• _Your objective_:
In every line of the records, look for "count", then report how many lines have it and nothing else.

• _Data supplied_:
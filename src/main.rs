// ghostsweep CLI
// Thin presentation layer over the scan/delete pipelines: it supplies the
// root and filter file, drains the event streams, and formats the output.

use std::io::{self, BufRead, Write};
use std::path::PathBuf;
use std::time::SystemTime;

use anyhow::{bail, Context, Result};
use clap::{Parser, Subcommand};
use colored::Colorize;
use humansize::{format_size, BINARY};
use indicatif::{ProgressBar, ProgressStyle};

use ghostsweep::delete::{DeleteOutcome, DeleteTarget, DeleteWorker};
use ghostsweep::events::{DeleteEvent, RunStatus, ScanEvent};
use ghostsweep::rules::parse_filter_file;
use ghostsweep::scan::{ScanPayload, ScanStats, ScanWorker};
use ghostsweep::CancelToken;

#[derive(Parser)]
#[command(
    name = "ghostsweep",
    version,
    about = "Find and remove ghost files matched by a gitignore-style filter file"
)]
struct Cli {
    #[command(subcommand)]
    command: Command,
}

#[derive(Subcommand)]
enum Command {
    /// Scan a directory tree and list the ghost files it contains
    Scan {
        /// Root directory to scan
        root: PathBuf,
        /// Filter file with `- pattern` / `+ pattern` rules
        #[arg(short, long)]
        filter: PathBuf,
        /// Match patterns case-insensitively
        #[arg(long)]
        ignore_case: bool,
        /// Print every visited file, not just ghosts
        #[arg(long)]
        all: bool,
        /// Emit one JSON object instead of human-readable output
        #[arg(long)]
        json: bool,
    },
    /// Scan, then delete the ghost files after confirmation
    Sweep {
        root: PathBuf,
        #[arg(short, long)]
        filter: PathBuf,
        #[arg(long)]
        ignore_case: bool,
        /// List what would be deleted without deleting anything
        #[arg(long)]
        dry_run: bool,
        /// Skip the confirmation prompt
        #[arg(short = 'y', long)]
        yes: bool,
    },
}

fn main() -> Result<()> {
    let cli = Cli::parse();

    match cli.command {
        Command::Scan {
            root,
            filter,
            ignore_case,
            all,
            json,
        } => cmd_scan(&root, &filter, ignore_case, all, json),
        Command::Sweep {
            root,
            filter,
            ignore_case,
            dry_run,
            yes,
        } => cmd_sweep(&root, &filter, ignore_case, dry_run, yes),
    }
}

/// Run a scan to completion, collecting every payload. The progress spinner
/// is fed from the worker's periodic stats snapshots.
fn run_scan(
    root: &PathBuf,
    filter: &PathBuf,
    ignore_case: bool,
    quiet: bool,
) -> Result<(Vec<ScanPayload>, ScanStats)> {
    let rules = parse_filter_file(filter).context("loading filter file")?;
    let worker = ScanWorker::new(root, rules, !ignore_case, CancelToken::new())
        .context("compiling filter rules")?;

    let pb = if quiet {
        ProgressBar::hidden()
    } else {
        let pb = ProgressBar::new_spinner();
        pb.set_style(
            ProgressStyle::default_spinner()
                .template("{spinner} {msg}")
                .unwrap(),
        );
        pb.set_message("Scanning...");
        pb
    };

    let (receiver, handle) = worker.spawn();
    let mut payloads = Vec::new();
    let mut final_stats = ScanStats::default();
    let mut failure = None;

    for event in receiver {
        match event {
            ScanEvent::Entry(payload) => payloads.push(payload),
            ScanEvent::Progress(stats) => {
                pb.set_message(format!(
                    "Scanning... {} files, {} ghosts ({})",
                    stats.files_visited,
                    stats.files_matched,
                    format_size(stats.bytes_reclaimable, BINARY)
                ));
                pb.tick();
            }
            ScanEvent::Finished { stats, status } => {
                final_stats = stats;
                if let RunStatus::Failed(reason) = status {
                    failure = Some(reason);
                }
            }
        }
    }

    pb.finish_and_clear();
    let _ = handle.join();
    if let Some(reason) = failure {
        bail!("scan failed: {}", reason);
    }
    Ok((payloads, final_stats))
}

fn cmd_scan(
    root: &PathBuf,
    filter: &PathBuf,
    ignore_case: bool,
    all: bool,
    json: bool,
) -> Result<()> {
    let (payloads, stats) = run_scan(root, filter, ignore_case, json)?;

    if json {
        #[derive(serde::Serialize)]
        struct Report<'a> {
            root: &'a PathBuf,
            ghosts: Vec<&'a ScanPayload>,
            stats: &'a ScanStats,
        }
        let report = Report {
            root,
            ghosts: payloads.iter().filter(|p| p.is_ghost()).collect(),
            stats: &stats,
        };
        println!("{}", serde_json::to_string_pretty(&report)?);
        return Ok(());
    }

    for payload in &payloads {
        if payload.is_ghost() {
            println!(
                "{}  {:>10}  {}  {}",
                "ghost".red().bold(),
                format_size(payload.size, BINARY),
                format_mtime(payload.mtime),
                payload.rel_path
            );
        } else if all {
            println!(
                "{}  {:>10}  {}  {}",
                "  ok ".green(),
                format_size(payload.size, BINARY),
                format_mtime(payload.mtime),
                payload.rel_path
            );
        }
    }

    print_scan_summary(&stats);
    Ok(())
}

fn cmd_sweep(
    root: &PathBuf,
    filter: &PathBuf,
    ignore_case: bool,
    dry_run: bool,
    yes: bool,
) -> Result<()> {
    let (payloads, stats) = run_scan(root, filter, ignore_case, false)?;

    let targets: Vec<DeleteTarget> = payloads
        .iter()
        .filter(|p| p.is_ghost())
        .map(|p| DeleteTarget {
            path: p.path.clone(),
            size: p.size,
        })
        .collect();

    for payload in payloads.iter().filter(|p| p.is_ghost()) {
        println!(
            "{}  {:>10}  {}",
            "ghost".red().bold(),
            format_size(payload.size, BINARY),
            payload.rel_path
        );
    }
    print_scan_summary(&stats);

    if targets.is_empty() {
        println!("Nothing to delete.");
        return Ok(());
    }
    if dry_run {
        println!(
            "Dry run: {} files ({}) would be deleted.",
            targets.len(),
            format_size(stats.bytes_reclaimable, BINARY)
        );
        return Ok(());
    }
    if !yes && !confirm(targets.len())? {
        println!("Aborted.");
        return Ok(());
    }

    let worker = DeleteWorker::new(targets, CancelToken::new());
    let (receiver, handle) = worker.spawn();
    let mut result = None;

    for event in receiver {
        match event {
            DeleteEvent::Entry(entry) => {
                if let DeleteOutcome::Failed(reason) = &entry.outcome {
                    eprintln!(
                        "{} {}: {}",
                        "failed".yellow().bold(),
                        entry.path.display(),
                        reason
                    );
                }
            }
            DeleteEvent::Finished(r) => result = Some(r),
        }
    }
    let _ = handle.join();

    let result = result.context("delete worker ended without a result")?;
    println!(
        "\nDeleted {} files ({} freed), {} failed.",
        result.succeeded.to_string().green().bold(),
        format_size(result.bytes_freed, BINARY),
        if result.failed > 0 {
            result.failed.to_string().red().bold()
        } else {
            result.failed.to_string().normal()
        }
    );
    Ok(())
}

fn confirm(count: usize) -> Result<bool> {
    print!("Delete {} files? [y/N] ", count);
    io::stdout().flush()?;
    let mut line = String::new();
    io::stdin().lock().read_line(&mut line)?;
    Ok(matches!(line.trim(), "y" | "Y" | "yes"))
}

fn print_scan_summary(stats: &ScanStats) {
    println!(
        "\n{} files visited, {} dirs, {} ghosts ({} reclaimable), {} errors{}",
        stats.files_visited,
        stats.dirs_visited,
        stats.files_matched.to_string().red().bold(),
        format_size(stats.bytes_reclaimable, BINARY),
        stats.errors,
        if stats.dirs_skipped > 0 {
            format!(", {} cyclic dirs skipped", stats.dirs_skipped)
        } else {
            String::new()
        }
    );
}

fn format_mtime(mtime: Option<SystemTime>) -> String {
    match mtime {
        Some(t) => chrono::DateTime::<chrono::Local>::from(t)
            .format("%Y-%m-%d %H:%M")
            .to_string(),
        None => "----------- --:--".to_string(),
    }
}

• _Output of the task_:
2